These parallels call for practitioners to reconsider architectural design as a trade where the senses, more so than conceptual thinking, are deeply complicit.
Among the most fascinating presentations was Dr. Barbara Lamprecht’s session on Richard Neutra, considered one of the most influential modernist architects.
Among his unknown contributions are Neutra’s influential ideas predating many of biophilic design’s most fundamental tenets, including the restorative attributes of a view to nature with Prospect & Refuge and the importance of designing interiors that “extend themselves into the environment as a means to heal the boundaries between them.”

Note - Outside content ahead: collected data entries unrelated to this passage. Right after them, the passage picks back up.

//! Configuration: one environment snapshot feeds the whole run.
//!
//! Fixed-name notification settings (`SMTP_*`, `EMAIL_*`, `WEBHOOK_*`) are
//! extracted through figment's `Env` provider into [`NotificationConfig`].
//! The dynamic `JOB_<n>_*` key space cannot be expressed as a fixed struct,
//! so the job selector scans the [`ConfigMap`] snapshot instead. Both views
//! are read-only after startup.

use std::collections::BTreeMap;
use std::path::Path;

use figment::{providers::Env, Figment};
use serde::Deserialize;

use crate::error::{Result, RunnerError};

/// Flat key-value view of the process environment, taken once at startup.
pub type ConfigMap = BTreeMap<String, String>;

/// Snapshot the current process environment.
pub fn env_snapshot() -> ConfigMap {
    std::env::vars().collect()
}

/// Derive the periodicity tag from the path the binary was invoked as.
///
/// The runner is installed once per schedule directory
/// (`/etc/periodic/daily/jobrunner`, `/etc/periodic/hourly/jobrunner`, ...),
/// so the containing directory name is the schedule tag.
pub fn periodicity_from_path(argv0: &Path) -> Option<String> {
    let name = argv0.parent()?.file_name()?.to_str()?;
    if name.is_empty() {
        return None;
    }
    Some(name.to_string())
}

/// Read-only notification settings, loaded once at startup.
#[derive(Debug, Clone, Default)]
pub struct NotificationConfig {
    pub smtp: SmtpConfig,
    pub email: EmailConfig,
    pub webhook: WebhookConfig,
}

#[derive(Debug, Clone, Default)]
pub struct SmtpConfig {
    pub host: Option<String>,
    pub port: Option<u16>,
    pub user: Option<String>,
    pub pass: Option<String>,
    /// Wrap the connection in TLS from the first byte instead of starting
    /// plaintext with an opportunistic STARTTLS upgrade.
    pub implicit_tls: bool,
    /// Report successful runs too, not only failures.
    pub report_success: bool,
}

#[derive(Debug, Clone, Default)]
pub struct EmailConfig {
    pub from: Option<String>,
    pub to: Option<String>,
    /// Subject template; `{hostname}`, `{periodicity}` and `{result}` are
    /// substituted at send time.
    pub subject: Option<String>,
}

#[derive(Debug, Clone, Default)]
pub struct WebhookConfig {
    pub url: Option<String>,
    pub report_success: bool,
}

/// Env-shaped settings. Field names match the environment keys lowercased,
/// which is how figment's `Env` provider exposes them. Everything is read
/// as a string so an empty or malformed value can be handled explicitly.
#[derive(Debug, Default, Deserialize)]
struct RawSettings {
    #[serde(default, deserialize_with = "scalar_string")]
    smtp_host: Option<String>,
    #[serde(default, deserialize_with = "scalar_string")]
    smtp_port: Option<String>,
    #[serde(default, deserialize_with = "scalar_string")]
    smtp_user: Option<String>,
    #[serde(default, deserialize_with = "scalar_string")]
    smtp_pass: Option<String>,
    #[serde(default, deserialize_with = "scalar_string")]
    smtp_tls: Option<String>,
    #[serde(default, deserialize_with = "scalar_string")]
    smtp_report_success: Option<String>,
    #[serde(default, deserialize_with = "scalar_string")]
    email_from: Option<String>,
    #[serde(default, deserialize_with = "scalar_string")]
    email_to: Option<String>,
    #[serde(default, deserialize_with = "scalar_string")]
    email_subject: Option<String>,
    #[serde(default, deserialize_with = "scalar_string")]
    webhook_url: Option<String>,
    #[serde(default, deserialize_with = "scalar_string")]
    webhook_report_success: Option<String>,
}

/// Figment's `Env` provider type-infers values (`"465"` becomes an integer,
/// `"true"` a bool); fold any scalar back into the string form the raw
/// environment variable held.
fn scalar_string<'de, D>(de: D) -> std::result::Result<Option<String>, D::Error>
where
    D: serde::Deserializer<'de>,
{
    #[derive(Deserialize)]
    #[serde(untagged)]
    enum Scalar {
        Str(String),
        Int(i64),
        UInt(u64),
        Float(f64),
        Bool(bool),
    }
    Ok(Option::<Scalar>::deserialize(de)?.map(|s| match s {
        Scalar::Str(v) => v,
        Scalar::Int(v) => v.to_string(),
        Scalar::UInt(v) => v.to_string(),
        Scalar::Float(v) => v.to_string(),
        Scalar::Bool(v) => v.to_string(),
    }))
}

impl NotificationConfig {
    /// Load the notification settings from the process environment.
    pub fn load() -> Result<Self> {
        let raw: RawSettings = Figment::new()
            .merge(Env::raw())
            .extract()
            .map_err(|e| RunnerError::Config(e.to_string()))?;
        Self::from_raw(raw)
    }

    fn from_raw(raw: RawSettings) -> Result<Self> {
        let port = match non_empty(raw.smtp_port) {
            Some(p) => Some(p.trim().parse::<u16>().map_err(|_| {
                RunnerError::Config(format!("SMTP_PORT is not a valid port: {p}"))
            })?),
            None => None,
        };
        Ok(Self {
            smtp: SmtpConfig {
                host: non_empty(raw.smtp_host),
                port,
                user: non_empty(raw.smtp_user),
                pass: non_empty(raw.smtp_pass),
                implicit_tls: truthy(raw.smtp_tls.as_deref()),
                report_success: truthy(raw.smtp_report_success.as_deref()),
            },
            email: EmailConfig {
                from: non_empty(raw.email_from),
                to: non_empty(raw.email_to),
                subject: non_empty(raw.email_subject),
            },
            webhook: WebhookConfig {
                url: non_empty(raw.webhook_url),
                report_success: truthy(raw.webhook_report_success.as_deref()),
            },
        })
    }
}

/// `1` and `true` (any case) are truthy; everything else, including an
/// absent variable, is falsy.
pub fn truthy(value: Option<&str>) -> bool {
    matches!(
        value.map(|v| v.trim().to_ascii_lowercase()).as_deref(),
        Some("1") | Some("true")
    )
}

fn non_empty(value: Option<String>) -> Option<String> {
    value.filter(|v| !v.trim().is_empty())
}
//! Chat webhook delivery: one JSON message embed per run.

use std::time::Duration;

use chrono::{DateTime, Utc};
use serde::Serialize;
use tracing::{debug, info, warn};

use crate::config::WebhookConfig;
use crate::report::RunReport;

use super::{local_hostname, wants_report};

/// Embed description cap imposed by chat services.
const DESCRIPTION_MAX: usize = 4095;

const COLOR_OK: u32 = 0x00FF00;
const COLOR_ERROR: u32 = 0xFF0000;

const SEND_TIMEOUT: Duration = Duration::from_secs(5);

#[derive(Debug, Serialize)]
pub struct Payload {
    /// Always null — the report travels in the embed.
    pub content: Option<String>,
    pub embeds: Vec<Embed>,
}

#[derive(Debug, Serialize)]
pub struct Embed {
    pub title: String,
    pub color: u32,
    pub description: String,
    pub author: Author,
    pub timestamp: String,
}

#[derive(Debug, Serialize)]
pub struct Author {
    pub name: String,
}

/// True when this run should produce a webhook message.
pub fn should_send(webhook: &WebhookConfig, any_failed: bool) -> bool {
    wants_report(webhook.report_success, any_failed) && webhook.url.is_some()
}

/// Build the message payload for a finished run.
pub fn build_payload(
    report: &RunReport,
    periodicity: &str,
    hostname: &str,
    now: DateTime<Utc>,
) -> Payload {
    let (result, color) = if report.any_failed {
        ("ERROR", COLOR_ERROR)
    } else {
        ("OK", COLOR_OK)
    };
    Payload {
        content: None,
        embeds: vec![Embed {
            title: format!("{periodicity} {result}"),
            color,
            description: truncate_chars(&report.body(), DESCRIPTION_MAX),
            author: Author {
                name: hostname.to_string(),
            },
            timestamp: now.to_rfc3339(),
        }],
    }
}

/// Deliver the report to the chat webhook. Failures are logged and
/// swallowed; they never affect the run outcome.
pub async fn send(report: &RunReport, webhook: &WebhookConfig, periodicity: &str) {
    if !should_send(webhook, report.any_failed) {
        debug!("webhook report skipped (gate closed or no URL)");
        return;
    }
    let Some(url) = webhook.url.as_deref() else {
        return;
    };
    let payload = build_payload(report, periodicity, &local_hostname(), Utc::now());

    let client = match reqwest::Client::builder().timeout(SEND_TIMEOUT).build() {
        Ok(client) => client,
        Err(e) => {
            warn!("webhook client build failed: {e}");
            return;
        }
    };
    match client.post(url).json(&payload).send().await {
        Ok(resp) => info!(status = %resp.status(), "webhook report sent"),
        Err(e) => warn!("webhook report failed: {e}"),
    }
}

/// Character-boundary-safe truncation.
fn truncate_chars(s: &str, max: usize) -> String {
    if s.len() <= max {
        s.to_string()
    } else {
        s.chars().take(max).collect()
    }
}
//! Liveness signaling: best-effort beacons around each job.
//!
//! Two independent sub-protocols, both optional per job and both
//! fire-and-forget — their failures are logged and never affect the run
//! outcome:
//! - health-ping: `<url>/start` before the job, `<url>` or `<url>/fail`
//!   after it, correlated by a per-job random id;
//! - uptime-status: a single `status=up|down` push after the job.

use std::time::Duration;

use reqwest::Client;
use tracing::{debug, warn};
use uuid::Uuid;

use crate::error::Result;
use crate::exec::ExecutionResult;
use crate::jobs::Job;

/// Fixed timeout for every beacon request.
const PING_TIMEOUT: Duration = Duration::from_secs(5);

/// Health-ping state carried from [`LivenessSignaler::before_job`] to
/// [`LivenessSignaler::after_job`]: the correlation id shared by the
/// start and finish calls.
#[derive(Debug)]
pub struct HealthPing {
    url: String,
    rid: Uuid,
}

pub struct LivenessSignaler {
    client: Client,
}

impl LivenessSignaler {
    pub fn new() -> Result<Self> {
        let client = Client::builder().timeout(PING_TIMEOUT).build()?;
        Ok(Self { client })
    }

    /// Send the health-ping start beacon if the job has a URL configured.
    /// Returns the state `after_job` needs to close the pair.
    pub async fn before_job(&self, job: &Job) -> Option<HealthPing> {
        let url = job.health_url.clone()?;
        let rid = Uuid::new_v4();
        self.get(&format!("{url}/start"), &[("rid", rid.to_string())])
            .await;
        Some(HealthPing { url, rid })
    }

    /// Close the health-ping pair and push the uptime status.
    ///
    /// `run_failed` reflects the whole run so far, so a job that succeeds
    /// after an earlier failure still pings the fail endpoint.
    pub async fn after_job(
        &self,
        job: &Job,
        ping: Option<HealthPing>,
        result: &ExecutionResult,
        run_failed: bool,
    ) {
        if let Some(ping) = ping {
            let url = if run_failed {
                format!("{}/fail", ping.url)
            } else {
                ping.url
            };
            self.get(&url, &[("rid", ping.rid.to_string())]).await;
        }

        if let Some(url) = &job.status_url {
            let bare = strip_query(url);
            let (status, msg) = if result.succeeded {
                ("up", "OK".to_string())
            } else {
                ("down", result.output.clone())
            };
            self.get(bare, &[("status", status.to_string()), ("msg", msg)])
                .await;
        }
    }

    async fn get(&self, url: &str, query: &[(&str, String)]) {
        match self.client.get(url).query(query).send().await {
            Ok(resp) => debug!(%url, status = %resp.status(), "beacon delivered"),
            Err(e) => warn!(%url, "beacon failed: {e}"),
        }
    }
}

/// Drop any pre-filled query string from a configured push URL; status
/// services hand out URLs with one already attached.
pub fn strip_query(url: &str) -> &str {
    url.split('?').next().unwrap_or(url)
}
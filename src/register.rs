//! This module is used to define the registers on the HCP PSUs and how their raw values
//! map to physical quantities.
//!
//! The layout is kept in a table ([`RegisterMap`]) so scales and bit assignments can be
//! corrected without touching the protocol code. [`HCP_REGISTER_MAP`] is the built-in
//! table; OVP/OCP scales are assumed to match the main voltage/current registers.

use modular_bitfield::prelude::*;
use strum_macros::EnumIter;

use crate::{
    error::{ConfigError, EncodingError},
    scaling::{self, CENTIVOLTS, CENTIWATTS, MILLIAMPS, UNITY},
};

#[derive(Debug, Copy, Clone, PartialEq, Eq, EnumIter)]
#[repr(u16)]
pub enum Register {
    /// __R__ - Measured output voltage.
    ///
    /// Value is u16 in centi-volts. E.g. 5.0V => `500`.
    ActualVoltage = 0x00,
    /// __R__ - Measured output current.
    ///
    /// Value is u16 in milli-amps. E.g. 1.2A => `1200`.
    ActualCurrent = 0x01,
    /// __R__ - Device status.
    ///
    /// See [`StatusFlags`] for the bit assignments.
    Status = 0x02,
    /// __R/W__ - Voltage setting, centi-volts.
    SetVoltage = 0x03,
    /// __R/W__ - Current setting, milli-amps.
    SetCurrent = 0x04,
    /// __R/W__ - Control word.
    ///
    /// See [`ControlFlags`] for the bit assignments. Writing replaces the whole word.
    Control = 0x05,
    /// __R/W__ - Over-voltage protection threshold, centi-volts.
    OverVoltageThreshold = 0x06,
    /// __R/W__ - Over-current protection threshold, milli-amps.
    OverCurrentThreshold = 0x07,
    /// __R/W__ - Line resistance compensation.
    LineCompensation = 0x30,
    /// __R/W__ - Load resistance used in constant power mode.
    LoadResistance = 0x31,
    /// __R/W__ - Constant power switch.
    /// * `0` - Off.
    /// * `1` - On.
    ConstantPowerSwitch = 0x32,
    /// __R/W__ - Constant power level, centi-watts.
    ConstantPower = 0x34,
}

impl From<Register> for u16 {
    fn from(value: Register) -> Self {
        value as u16
    }
}

#[derive(Debug, Clone, Copy, PartialEq, Eq)]
pub enum Access {
    ReadOnly,
    ReadWrite,
}

/// Physical unit of one scaled register step.
#[derive(Debug, Clone, Copy, PartialEq, Eq)]
pub enum Unit {
    Volt,
    Ampere,
    Watt,
    /// No physical unit; flags, switches and raw settings.
    Raw,
}

/// A named bit of a bitfield register. Set means on.
#[derive(Debug, Clone, Copy, PartialEq, Eq)]
pub struct Bit {
    pub name: &'static str,
    pub position: u8,
}

#[derive(Debug, Clone, Copy, PartialEq)]
pub enum Decode {
    /// `raw * scale` in [`RegisterDef::unit`].
    Scaled,
    /// Independent on/off bits.
    Bitfield(&'static [Bit]),
}

/// One entry of a register map.
#[derive(Debug, Clone, Copy, PartialEq)]
pub struct RegisterDef {
    pub address: u16,
    /// Physical size of one raw unit. Must be positive.
    pub scale: f64,
    pub unit: Unit,
    pub access: Access,
    pub decode: Decode,
}

impl RegisterDef {
    pub const fn scaled(register: Register, scale: f64, unit: Unit, access: Access) -> Self {
        Self {
            address: register as u16,
            scale,
            unit,
            access,
            decode: Decode::Scaled,
        }
    }

    pub const fn bitfield(register: Register, bits: &'static [Bit], access: Access) -> Self {
        Self {
            address: register as u16,
            scale: UNITY,
            unit: Unit::Raw,
            access,
            decode: Decode::Bitfield(bits),
        }
    }

    /// Named bits of a bitfield register, empty for scaled registers.
    pub fn bits(&self) -> &'static [Bit] {
        match self.decode {
            Decode::Bitfield(bits) => bits,
            Decode::Scaled => &[],
        }
    }
}

pub const STATUS_BITS: &[Bit] = &[
    Bit { name: "output_on", position: 0 },
    Bit { name: "cv_mode", position: 1 },
    Bit { name: "cc_mode", position: 2 },
    Bit { name: "ovp_tripped", position: 3 },
    Bit { name: "ocp_tripped", position: 4 },
    Bit { name: "otp_tripped", position: 5 },
];

pub const CONTROL_BITS: &[Bit] = &[
    Bit { name: "output_enable", position: 0 },
    Bit { name: "ovp_enable", position: 3 },
    Bit { name: "ocp_enable", position: 4 },
    Bit { name: "clear_protections", position: 6 },
    Bit { name: "keyboard_lock", position: 14 },
];

/// A table of register definitions, keyed by address.
#[derive(Debug, Clone, Copy)]
pub struct RegisterMap<'a> {
    entries: &'a [RegisterDef],
}

const HCP_REGISTERS: &[RegisterDef] = &[
    RegisterDef::scaled(Register::ActualVoltage, CENTIVOLTS, Unit::Volt, Access::ReadOnly),
    RegisterDef::scaled(Register::ActualCurrent, MILLIAMPS, Unit::Ampere, Access::ReadOnly),
    RegisterDef::bitfield(Register::Status, STATUS_BITS, Access::ReadOnly),
    RegisterDef::scaled(Register::SetVoltage, CENTIVOLTS, Unit::Volt, Access::ReadWrite),
    RegisterDef::scaled(Register::SetCurrent, MILLIAMPS, Unit::Ampere, Access::ReadWrite),
    RegisterDef::bitfield(Register::Control, CONTROL_BITS, Access::ReadWrite),
    RegisterDef::scaled(Register::OverVoltageThreshold, CENTIVOLTS, Unit::Volt, Access::ReadWrite),
    RegisterDef::scaled(Register::OverCurrentThreshold, MILLIAMPS, Unit::Ampere, Access::ReadWrite),
    RegisterDef::scaled(Register::LineCompensation, UNITY, Unit::Raw, Access::ReadWrite),
    RegisterDef::scaled(Register::LoadResistance, UNITY, Unit::Raw, Access::ReadWrite),
    RegisterDef::scaled(Register::ConstantPowerSwitch, UNITY, Unit::Raw, Access::ReadWrite),
    RegisterDef::scaled(Register::ConstantPower, CENTIWATTS, Unit::Watt, Access::ReadWrite),
];

/// Register layout of the HCP series.
pub static HCP_REGISTER_MAP: RegisterMap<'static> = RegisterMap::new(HCP_REGISTERS);

impl<'a> RegisterMap<'a> {
    pub const fn new(entries: &'a [RegisterDef]) -> Self {
        Self { entries }
    }

    pub fn iter(&self) -> impl Iterator<Item = &'a RegisterDef> + use<'a> {
        self.entries.iter()
    }

    /// Check every scale is positive and every address appears once.
    pub fn validate(&self) -> Result<(), ConfigError> {
        for (index, def) in self.entries.iter().enumerate() {
            if !(def.scale > 0.0) {
                return Err(ConfigError::NonPositiveScale(def.address));
            }
            if self.entries[..index].iter().any(|other| other.address == def.address) {
                return Err(ConfigError::DuplicateAddress(def.address));
            }
        }
        Ok(())
    }

    /// Check the map defines every register in `registers`.
    pub fn require(&self, registers: &[Register]) -> Result<(), ConfigError> {
        match registers.iter().find(|&&register| self.get(register as u16).is_none()) {
            Some(&missing) => Err(ConfigError::MissingRegister(missing as u16)),
            None => Ok(()),
        }
    }

    pub fn get(&self, address: u16) -> Option<&'a RegisterDef> {
        self.entries.iter().find(|def| def.address == address)
    }

    pub fn entry(&self, register: Register) -> Result<&'a RegisterDef, EncodingError> {
        self.get(register as u16)
            .ok_or(EncodingError::UnknownRegister(register as u16))
    }

    /// Scale of `register`.
    pub fn scale(&self, register: Register) -> Result<f64, EncodingError> {
        self.entry(register).map(|def| def.scale)
    }

    /// Raw value to write to `register` for `physical`.
    pub fn encode(&self, register: Register, physical: f64) -> Result<u16, EncodingError> {
        let def = self.writable(register)?;
        scaling::to_raw(physical, def.scale)
    }

    /// Fails unless `register` exists and accepts writes.
    pub fn writable(&self, register: Register) -> Result<&'a RegisterDef, EncodingError> {
        let def = self.entry(register)?;
        match def.access {
            Access::ReadWrite => Ok(def),
            Access::ReadOnly => Err(EncodingError::ReadOnlyRegister(def.address)),
        }
    }

    /// Physical value of `raw` read from `register`.
    pub fn decode(&self, register: Register, raw: u16) -> Result<f64, EncodingError> {
        self.scale(register).map(|scale| scaling::from_raw(raw, scale))
    }

    /// Name and state of each named bit of the bitfield register at `address`.
    ///
    /// Empty for unknown or scaled registers.
    pub fn decode_bits(
        &self,
        address: u16,
        raw: u16,
    ) -> impl Iterator<Item = (&'static str, bool)> + use<> {
        let bits: &'static [Bit] = match self.get(address) {
            Some(def) => def.bits(),
            None => &[],
        };
        bits.iter()
            .map(move |bit| (bit.name, raw & (1 << bit.position) != 0))
    }
}

// Mirrors STATUS_BITS; the two must change together.
#[bitfield]
#[derive(Debug, Clone, Copy)]
struct StatusBits {
    output_on: bool,
    cv_mode: bool,
    cc_mode: bool,
    ovp_tripped: bool,
    ocp_tripped: bool,
    otp_tripped: bool,
    #[skip]
    reserved: B10,
}

/// Decoded device status (register `0x0002`).
///
/// Each bit is decoded on its own; CV and CC are not assumed to be exclusive.
#[derive(Debug, Clone, Copy, Default, PartialEq, Eq)]
pub struct StatusFlags {
    pub output_on: bool,
    pub cv_mode: bool,
    pub cc_mode: bool,
    pub ovp_tripped: bool,
    pub ocp_tripped: bool,
    pub otp_tripped: bool,
}

/// Decode a status register value.
pub fn decode_status(raw: u16) -> StatusFlags {
    let bits = StatusBits::from_bytes(raw.to_le_bytes());
    StatusFlags {
        output_on: bits.output_on(),
        cv_mode: bits.cv_mode(),
        cc_mode: bits.cc_mode(),
        ovp_tripped: bits.ovp_tripped(),
        ocp_tripped: bits.ocp_tripped(),
        otp_tripped: bits.otp_tripped(),
    }
}

impl StatusFlags {
    /// The status word these flags decode from.
    pub fn to_raw(&self) -> u16 {
        let bits = StatusBits::new()
            .with_output_on(self.output_on)
            .with_cv_mode(self.cv_mode)
            .with_cc_mode(self.cc_mode)
            .with_ovp_tripped(self.ovp_tripped)
            .with_ocp_tripped(self.ocp_tripped)
            .with_otp_tripped(self.otp_tripped);
        u16::from_le_bytes(bits.into_bytes())
    }
}

#[bitfield]
#[derive(Debug, Clone, Copy)]
struct ControlBits {
    output_enable: bool,
    #[skip]
    reserved_1: B2,
    ovp_enable: bool,
    ocp_enable: bool,
    #[skip]
    reserved_5: B1,
    clear_protections: bool,
    #[skip]
    reserved_7: B7,
    keyboard_lock: bool,
    #[skip]
    reserved_15: B1,
}

/// Control word (register `0x0005`).
///
/// `clear_protections` is self-clearing on the device.
#[derive(Debug, Clone, Copy, Default, PartialEq, Eq)]
pub struct ControlFlags {
    pub output_enable: bool,
    pub ovp_enable: bool,
    pub ocp_enable: bool,
    pub clear_protections: bool,
    pub keyboard_lock: bool,
}

impl ControlFlags {
    pub fn from_raw(raw: u16) -> Self {
        let bits = ControlBits::from_bytes(raw.to_le_bytes());
        Self {
            output_enable: bits.output_enable(),
            ovp_enable: bits.ovp_enable(),
            ocp_enable: bits.ocp_enable(),
            clear_protections: bits.clear_protections(),
            keyboard_lock: bits.keyboard_lock(),
        }
    }

    pub fn to_raw(&self) -> u16 {
        let bits = ControlBits::new()
            .with_output_enable(self.output_enable)
            .with_ovp_enable(self.ovp_enable)
            .with_ocp_enable(self.ocp_enable)
            .with_clear_protections(self.clear_protections)
            .with_keyboard_lock(self.keyboard_lock);
        u16::from_le_bytes(bits.into_bytes())
    }
}
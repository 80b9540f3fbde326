//! Conversion between physical quantities and raw 16-bit register values.
//!
//! A register holds `round(physical / scale)`. The scale is the physical size of one
//! raw unit, e.g. `0.01` for a register counting in 10 mV steps.

use crate::error::EncodingError;

/// 10 mV per raw unit.
pub const CENTIVOLTS: f64 = 0.01;
/// 1 mA per raw unit.
pub const MILLIAMPS: f64 = 0.001;
/// 10 mW per raw unit.
pub const CENTIWATTS: f64 = 0.01;
/// Raw value is the physical value.
pub const UNITY: f64 = 1.0;

/// Absorbs binary representation error of decimal inputs sitting on a half step,
/// so `2.005 V` at 10 mV resolution encodes as `201`, not `200`.
const HALF_STEP_SLACK: f64 = 1e-9;

/// Convert `physical` to the raw register value at `scale`, rounding to the nearest
/// raw unit (halves round up).
///
/// Fails with [`EncodingError::OutOfRange`] for negative results, results above
/// `u16::MAX`, and non-finite input.
pub fn to_raw(physical: f64, scale: f64) -> Result<u16, EncodingError> {
    let out_of_range = EncodingError::OutOfRange {
        value: physical,
        scale,
    };
    let steps = physical / scale;
    if !steps.is_finite() || !(scale > 0.0) {
        return Err(out_of_range);
    }

    // Truncation of a non-negative value is floor; `f64::round` needs std.
    let shifted = steps + 0.5 + HALF_STEP_SLACK;
    if shifted < 0.0 {
        return Err(out_of_range);
    }
    let rounded = shifted as u64;
    u16::try_from(rounded).map_err(|_| out_of_range)
}

/// Convert a raw register value to its physical quantity at `scale`.
#[inline]
pub fn from_raw(raw: u16, scale: f64) -> f64 {
    raw as f64 * scale
}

Equally thought-provoking was Sarah Robinson’s session, The Space of Relation: Emotion in Architectural Experience, in which she underscored Frank Lloyd Wright’s architectural cannon about embodied thinking, which understood the person and the building in the context of a broader ecology and was firmly rooted in “tangible observation, rather than abstract speculation.”
Such awareness bred a different type of modern architecture, one that restored wholeness, as well as the value of the intuitive in architectural craft.
The keynote presentation was given by Juhani Pallasmaa, architectural theorist and practitioner, who is an Honorary Member of the Society of Finnish Architects (SAFA), as well as RIBA and AIA.
He is the author of over 30 books, including the seminal The Eyes of the Skin: Architecture and the Senses, The Thinking Hand, and The Embodied Image.
Pallasmaa spoke about architectural space through the lens of art.
He said artistic intuition shows us more about who we are, in a more exhaustive way, than the exponential powers of science. He also reminded the audience that architecture, as a discipline, has no formal framework of its own.
It has traditionally borrowed from other fields depending on the interests of the time and place.
This piecemeal approach has led to various schools of architecture emerging over time, eventually leading to an education that emphasized abstract concepts over the practice of craft.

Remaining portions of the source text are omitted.